• [YOUR INSTRUCTIONS] From the entries that follow, reproduce exactly and only the lines from the line with "filename crates/upgate-core/src/policy.rs" to the line with "use crate::UploadError;", endpoints included.

┌──

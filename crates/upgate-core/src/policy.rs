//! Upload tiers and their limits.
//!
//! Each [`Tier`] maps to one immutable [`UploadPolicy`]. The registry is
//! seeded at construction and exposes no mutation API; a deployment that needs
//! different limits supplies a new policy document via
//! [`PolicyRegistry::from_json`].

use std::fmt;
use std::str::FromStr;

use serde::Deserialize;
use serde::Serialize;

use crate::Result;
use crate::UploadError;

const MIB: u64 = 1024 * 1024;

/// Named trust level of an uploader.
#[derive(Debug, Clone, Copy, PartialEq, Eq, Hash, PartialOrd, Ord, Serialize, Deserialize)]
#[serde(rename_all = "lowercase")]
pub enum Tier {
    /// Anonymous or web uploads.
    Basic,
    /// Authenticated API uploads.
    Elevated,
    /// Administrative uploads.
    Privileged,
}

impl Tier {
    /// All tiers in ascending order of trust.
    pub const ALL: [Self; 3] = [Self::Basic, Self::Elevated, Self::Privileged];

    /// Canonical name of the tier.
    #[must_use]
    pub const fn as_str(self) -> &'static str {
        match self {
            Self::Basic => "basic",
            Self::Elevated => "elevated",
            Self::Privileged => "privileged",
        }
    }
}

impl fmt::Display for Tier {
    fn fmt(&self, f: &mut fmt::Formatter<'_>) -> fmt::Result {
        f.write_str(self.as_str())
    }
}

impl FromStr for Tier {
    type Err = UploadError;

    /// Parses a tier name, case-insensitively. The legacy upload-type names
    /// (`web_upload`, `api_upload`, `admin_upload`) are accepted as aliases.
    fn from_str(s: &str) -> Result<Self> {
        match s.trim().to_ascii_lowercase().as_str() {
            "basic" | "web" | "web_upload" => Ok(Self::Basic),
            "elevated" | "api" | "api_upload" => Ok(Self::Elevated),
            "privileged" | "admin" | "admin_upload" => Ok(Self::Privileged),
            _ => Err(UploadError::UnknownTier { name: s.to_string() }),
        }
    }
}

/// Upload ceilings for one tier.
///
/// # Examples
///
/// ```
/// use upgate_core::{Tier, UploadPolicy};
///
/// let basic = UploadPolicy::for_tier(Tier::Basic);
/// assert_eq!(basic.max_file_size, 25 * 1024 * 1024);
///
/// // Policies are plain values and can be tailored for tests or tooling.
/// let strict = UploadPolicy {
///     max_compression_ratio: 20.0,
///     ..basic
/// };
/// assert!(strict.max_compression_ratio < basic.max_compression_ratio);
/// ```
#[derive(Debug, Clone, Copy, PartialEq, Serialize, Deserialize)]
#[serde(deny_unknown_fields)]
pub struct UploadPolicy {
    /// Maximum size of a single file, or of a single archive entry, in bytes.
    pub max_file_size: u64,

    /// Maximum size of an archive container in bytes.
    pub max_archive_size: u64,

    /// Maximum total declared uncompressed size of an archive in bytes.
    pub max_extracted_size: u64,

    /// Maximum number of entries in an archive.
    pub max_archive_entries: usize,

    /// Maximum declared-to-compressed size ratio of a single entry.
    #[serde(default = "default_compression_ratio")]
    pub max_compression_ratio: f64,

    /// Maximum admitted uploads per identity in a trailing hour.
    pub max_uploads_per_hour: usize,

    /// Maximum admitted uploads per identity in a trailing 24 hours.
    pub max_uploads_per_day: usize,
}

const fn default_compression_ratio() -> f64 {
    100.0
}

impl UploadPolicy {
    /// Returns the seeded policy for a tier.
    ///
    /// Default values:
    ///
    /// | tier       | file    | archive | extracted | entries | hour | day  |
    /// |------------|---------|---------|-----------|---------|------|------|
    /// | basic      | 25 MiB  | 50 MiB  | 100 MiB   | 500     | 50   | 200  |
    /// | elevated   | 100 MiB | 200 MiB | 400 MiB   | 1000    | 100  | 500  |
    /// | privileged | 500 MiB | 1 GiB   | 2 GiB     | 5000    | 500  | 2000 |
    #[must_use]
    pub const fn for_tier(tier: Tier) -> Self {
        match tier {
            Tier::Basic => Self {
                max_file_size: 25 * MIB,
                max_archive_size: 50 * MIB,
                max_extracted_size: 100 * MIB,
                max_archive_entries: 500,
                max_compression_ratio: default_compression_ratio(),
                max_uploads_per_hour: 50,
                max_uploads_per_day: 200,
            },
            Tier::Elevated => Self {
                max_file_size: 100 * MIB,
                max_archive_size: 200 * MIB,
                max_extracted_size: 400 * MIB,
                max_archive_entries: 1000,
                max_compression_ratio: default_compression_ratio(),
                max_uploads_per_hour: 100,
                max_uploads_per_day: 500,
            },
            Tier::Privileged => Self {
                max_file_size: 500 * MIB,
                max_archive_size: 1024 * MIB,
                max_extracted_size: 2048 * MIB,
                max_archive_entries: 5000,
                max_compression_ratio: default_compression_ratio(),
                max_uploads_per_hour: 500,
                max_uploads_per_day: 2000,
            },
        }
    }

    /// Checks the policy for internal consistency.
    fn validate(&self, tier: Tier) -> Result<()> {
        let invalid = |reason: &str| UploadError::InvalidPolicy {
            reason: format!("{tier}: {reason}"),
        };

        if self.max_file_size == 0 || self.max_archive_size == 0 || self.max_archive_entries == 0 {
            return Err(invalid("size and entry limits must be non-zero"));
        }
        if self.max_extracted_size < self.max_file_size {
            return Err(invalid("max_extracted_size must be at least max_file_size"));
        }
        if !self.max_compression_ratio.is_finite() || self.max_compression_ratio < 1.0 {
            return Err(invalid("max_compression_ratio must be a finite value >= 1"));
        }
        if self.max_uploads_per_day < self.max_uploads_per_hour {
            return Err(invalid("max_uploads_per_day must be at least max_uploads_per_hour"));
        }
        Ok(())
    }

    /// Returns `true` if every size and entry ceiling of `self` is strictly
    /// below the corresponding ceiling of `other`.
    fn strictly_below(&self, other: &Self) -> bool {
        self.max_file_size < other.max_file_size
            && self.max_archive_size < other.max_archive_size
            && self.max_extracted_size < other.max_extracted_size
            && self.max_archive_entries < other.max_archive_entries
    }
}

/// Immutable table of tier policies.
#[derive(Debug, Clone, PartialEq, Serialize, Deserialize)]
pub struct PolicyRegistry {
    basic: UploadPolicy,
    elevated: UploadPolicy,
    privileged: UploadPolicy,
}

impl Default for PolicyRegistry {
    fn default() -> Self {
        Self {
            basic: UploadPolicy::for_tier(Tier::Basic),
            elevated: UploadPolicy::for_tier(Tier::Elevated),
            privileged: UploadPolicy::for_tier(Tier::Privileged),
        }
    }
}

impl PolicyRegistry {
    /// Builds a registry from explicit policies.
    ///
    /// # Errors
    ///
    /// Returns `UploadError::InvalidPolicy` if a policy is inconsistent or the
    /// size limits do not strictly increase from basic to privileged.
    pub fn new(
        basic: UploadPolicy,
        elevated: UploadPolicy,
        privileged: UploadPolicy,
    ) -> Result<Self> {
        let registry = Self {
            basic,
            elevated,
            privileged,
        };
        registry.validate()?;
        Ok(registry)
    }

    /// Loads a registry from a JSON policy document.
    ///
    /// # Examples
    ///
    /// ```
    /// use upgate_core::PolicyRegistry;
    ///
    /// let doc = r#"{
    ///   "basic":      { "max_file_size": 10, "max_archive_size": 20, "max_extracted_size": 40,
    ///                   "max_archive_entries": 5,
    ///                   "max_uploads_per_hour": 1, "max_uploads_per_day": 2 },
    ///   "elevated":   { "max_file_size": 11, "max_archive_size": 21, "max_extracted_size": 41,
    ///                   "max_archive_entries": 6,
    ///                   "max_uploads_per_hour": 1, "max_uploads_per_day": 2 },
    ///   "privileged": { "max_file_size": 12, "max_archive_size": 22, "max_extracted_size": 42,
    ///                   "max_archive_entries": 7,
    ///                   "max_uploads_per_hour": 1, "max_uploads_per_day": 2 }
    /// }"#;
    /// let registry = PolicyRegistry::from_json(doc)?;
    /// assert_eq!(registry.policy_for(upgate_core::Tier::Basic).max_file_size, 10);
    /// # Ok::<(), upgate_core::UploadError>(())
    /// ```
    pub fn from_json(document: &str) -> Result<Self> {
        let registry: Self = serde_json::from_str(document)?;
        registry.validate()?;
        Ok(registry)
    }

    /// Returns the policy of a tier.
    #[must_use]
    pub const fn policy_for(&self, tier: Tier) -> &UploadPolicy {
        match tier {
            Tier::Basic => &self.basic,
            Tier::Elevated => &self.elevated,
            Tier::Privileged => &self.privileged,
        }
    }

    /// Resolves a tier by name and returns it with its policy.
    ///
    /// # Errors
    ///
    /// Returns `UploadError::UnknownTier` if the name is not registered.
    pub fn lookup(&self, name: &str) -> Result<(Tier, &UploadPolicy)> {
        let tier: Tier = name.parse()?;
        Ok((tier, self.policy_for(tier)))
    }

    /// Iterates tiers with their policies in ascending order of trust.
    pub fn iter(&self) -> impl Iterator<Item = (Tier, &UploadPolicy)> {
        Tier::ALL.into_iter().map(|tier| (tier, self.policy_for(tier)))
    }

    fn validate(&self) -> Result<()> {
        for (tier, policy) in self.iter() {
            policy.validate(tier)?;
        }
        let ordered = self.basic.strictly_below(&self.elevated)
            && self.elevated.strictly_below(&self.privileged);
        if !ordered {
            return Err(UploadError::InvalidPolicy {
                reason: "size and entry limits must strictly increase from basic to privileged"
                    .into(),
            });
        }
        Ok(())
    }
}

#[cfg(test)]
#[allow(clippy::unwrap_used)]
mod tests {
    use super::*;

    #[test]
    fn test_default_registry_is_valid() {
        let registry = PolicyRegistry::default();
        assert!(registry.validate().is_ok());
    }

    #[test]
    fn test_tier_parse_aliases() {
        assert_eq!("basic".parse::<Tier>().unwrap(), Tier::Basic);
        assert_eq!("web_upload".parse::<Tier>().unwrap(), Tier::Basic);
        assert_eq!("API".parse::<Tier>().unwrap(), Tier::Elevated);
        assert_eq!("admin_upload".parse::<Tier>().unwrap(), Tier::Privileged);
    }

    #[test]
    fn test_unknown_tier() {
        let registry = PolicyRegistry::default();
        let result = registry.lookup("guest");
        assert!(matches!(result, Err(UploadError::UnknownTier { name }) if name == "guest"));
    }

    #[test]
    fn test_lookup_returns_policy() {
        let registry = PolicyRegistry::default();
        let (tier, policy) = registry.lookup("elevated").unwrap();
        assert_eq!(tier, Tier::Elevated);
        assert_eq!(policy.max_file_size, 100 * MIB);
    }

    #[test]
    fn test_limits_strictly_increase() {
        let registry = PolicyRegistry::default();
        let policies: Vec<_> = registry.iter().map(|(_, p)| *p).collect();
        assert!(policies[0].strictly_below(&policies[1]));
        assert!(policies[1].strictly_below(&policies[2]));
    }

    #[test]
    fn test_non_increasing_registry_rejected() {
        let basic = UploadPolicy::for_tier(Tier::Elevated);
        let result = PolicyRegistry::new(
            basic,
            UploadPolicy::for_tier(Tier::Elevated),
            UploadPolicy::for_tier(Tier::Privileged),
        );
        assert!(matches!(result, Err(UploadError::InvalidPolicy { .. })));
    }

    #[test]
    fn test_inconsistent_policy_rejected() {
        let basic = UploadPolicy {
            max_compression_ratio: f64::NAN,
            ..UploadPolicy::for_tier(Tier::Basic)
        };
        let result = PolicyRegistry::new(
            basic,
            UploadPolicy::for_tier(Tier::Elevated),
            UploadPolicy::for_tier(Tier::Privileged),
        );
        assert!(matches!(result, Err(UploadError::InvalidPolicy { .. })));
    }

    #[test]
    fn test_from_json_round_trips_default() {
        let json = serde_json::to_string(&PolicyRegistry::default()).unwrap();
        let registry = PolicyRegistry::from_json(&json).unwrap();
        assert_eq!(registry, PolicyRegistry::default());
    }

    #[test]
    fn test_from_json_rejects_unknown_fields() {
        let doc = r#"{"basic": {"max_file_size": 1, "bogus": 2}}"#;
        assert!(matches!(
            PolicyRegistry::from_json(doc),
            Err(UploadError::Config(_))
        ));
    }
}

└──
┌──

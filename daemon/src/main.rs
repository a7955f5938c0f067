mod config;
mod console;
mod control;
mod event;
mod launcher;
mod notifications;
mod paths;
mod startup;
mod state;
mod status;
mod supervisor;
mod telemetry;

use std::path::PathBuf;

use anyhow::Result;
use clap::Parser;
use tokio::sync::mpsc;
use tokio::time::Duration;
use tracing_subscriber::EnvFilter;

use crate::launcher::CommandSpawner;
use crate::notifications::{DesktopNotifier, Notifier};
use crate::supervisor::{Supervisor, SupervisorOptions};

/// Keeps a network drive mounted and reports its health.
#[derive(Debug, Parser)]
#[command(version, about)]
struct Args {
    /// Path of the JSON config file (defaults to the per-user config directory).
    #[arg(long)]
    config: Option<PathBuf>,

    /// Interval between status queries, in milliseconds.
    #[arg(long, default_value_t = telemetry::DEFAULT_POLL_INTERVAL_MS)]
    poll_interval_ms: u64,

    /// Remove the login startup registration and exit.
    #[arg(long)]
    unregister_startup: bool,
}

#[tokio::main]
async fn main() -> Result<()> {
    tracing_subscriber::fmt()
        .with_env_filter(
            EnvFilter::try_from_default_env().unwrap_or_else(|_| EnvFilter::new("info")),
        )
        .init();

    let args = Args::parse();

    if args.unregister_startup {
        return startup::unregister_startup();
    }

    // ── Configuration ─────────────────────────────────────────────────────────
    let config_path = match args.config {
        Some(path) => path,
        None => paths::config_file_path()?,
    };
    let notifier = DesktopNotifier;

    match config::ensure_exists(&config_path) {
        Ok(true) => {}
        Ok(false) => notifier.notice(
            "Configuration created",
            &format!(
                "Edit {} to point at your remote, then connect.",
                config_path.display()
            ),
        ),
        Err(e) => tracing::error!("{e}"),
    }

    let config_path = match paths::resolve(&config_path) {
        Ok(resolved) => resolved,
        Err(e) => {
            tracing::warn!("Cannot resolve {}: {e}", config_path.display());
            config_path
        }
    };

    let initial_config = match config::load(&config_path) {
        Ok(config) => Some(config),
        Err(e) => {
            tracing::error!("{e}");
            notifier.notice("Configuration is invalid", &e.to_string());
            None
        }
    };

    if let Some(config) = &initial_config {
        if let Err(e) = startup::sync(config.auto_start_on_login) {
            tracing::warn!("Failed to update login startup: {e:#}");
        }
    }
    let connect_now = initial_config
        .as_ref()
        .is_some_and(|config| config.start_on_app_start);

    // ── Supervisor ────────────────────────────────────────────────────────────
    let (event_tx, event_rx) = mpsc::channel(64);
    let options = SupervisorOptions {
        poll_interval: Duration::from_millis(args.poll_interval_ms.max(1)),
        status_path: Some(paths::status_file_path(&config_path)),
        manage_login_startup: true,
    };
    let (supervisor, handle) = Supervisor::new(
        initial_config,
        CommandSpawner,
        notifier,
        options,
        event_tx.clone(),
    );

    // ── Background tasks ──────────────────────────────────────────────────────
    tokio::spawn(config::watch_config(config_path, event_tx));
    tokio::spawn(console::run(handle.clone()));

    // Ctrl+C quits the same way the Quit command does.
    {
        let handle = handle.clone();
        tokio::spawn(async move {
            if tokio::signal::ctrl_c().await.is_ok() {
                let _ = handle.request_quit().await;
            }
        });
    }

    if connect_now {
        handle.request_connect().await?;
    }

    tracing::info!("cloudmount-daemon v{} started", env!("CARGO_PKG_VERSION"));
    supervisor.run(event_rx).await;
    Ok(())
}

└──

• [TASK SOLUTION]
filename crates/upgate-core/src/policy.rs
//! Upload tiers and their limits.
//!
//! Each [`Tier`] maps to one immutable [`UploadPolicy`]. The registry is
//! seeded at construction and exposes no mutation API; a deployment that needs
//! different limits supplies a new policy document via
//! [`PolicyRegistry::from_json`].

use std::fmt;
use std::str::FromStr;

use serde::Deserialize;
use serde::Serialize;

use crate::Result;
use crate::UploadError;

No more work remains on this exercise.